Exercise: Pick out every line in the data below that holds "Deserialize".

Data for analysis:

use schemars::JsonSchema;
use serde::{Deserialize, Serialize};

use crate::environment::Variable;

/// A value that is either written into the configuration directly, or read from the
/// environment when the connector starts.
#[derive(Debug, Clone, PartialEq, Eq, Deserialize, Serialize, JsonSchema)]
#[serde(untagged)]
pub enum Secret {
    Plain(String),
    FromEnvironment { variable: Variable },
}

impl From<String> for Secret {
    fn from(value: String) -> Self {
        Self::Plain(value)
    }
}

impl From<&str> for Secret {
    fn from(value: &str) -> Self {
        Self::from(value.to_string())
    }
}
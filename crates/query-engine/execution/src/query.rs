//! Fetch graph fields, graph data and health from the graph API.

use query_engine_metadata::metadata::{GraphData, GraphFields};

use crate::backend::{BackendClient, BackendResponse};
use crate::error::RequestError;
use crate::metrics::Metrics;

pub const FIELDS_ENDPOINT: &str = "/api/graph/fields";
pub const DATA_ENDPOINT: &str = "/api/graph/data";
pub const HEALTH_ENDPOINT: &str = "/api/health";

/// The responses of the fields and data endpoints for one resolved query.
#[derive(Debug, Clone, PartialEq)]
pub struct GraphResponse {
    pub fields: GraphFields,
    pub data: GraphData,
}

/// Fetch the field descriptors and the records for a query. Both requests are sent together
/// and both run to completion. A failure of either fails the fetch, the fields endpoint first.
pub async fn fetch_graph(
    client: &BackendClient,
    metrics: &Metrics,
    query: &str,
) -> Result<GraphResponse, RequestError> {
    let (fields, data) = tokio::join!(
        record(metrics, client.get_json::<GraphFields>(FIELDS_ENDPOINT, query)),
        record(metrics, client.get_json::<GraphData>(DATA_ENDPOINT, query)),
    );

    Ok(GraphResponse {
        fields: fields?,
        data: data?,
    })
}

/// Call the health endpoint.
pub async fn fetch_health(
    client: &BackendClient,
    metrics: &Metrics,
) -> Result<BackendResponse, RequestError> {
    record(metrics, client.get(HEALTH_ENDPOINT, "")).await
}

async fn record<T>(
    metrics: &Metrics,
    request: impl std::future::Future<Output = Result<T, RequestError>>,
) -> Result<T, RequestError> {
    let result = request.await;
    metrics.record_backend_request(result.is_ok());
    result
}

Expected answer:
use serde::{Deserialize, Serialize};
#[derive(Debug, Clone, PartialEq, Eq, Deserialize, Serialize, JsonSchema)]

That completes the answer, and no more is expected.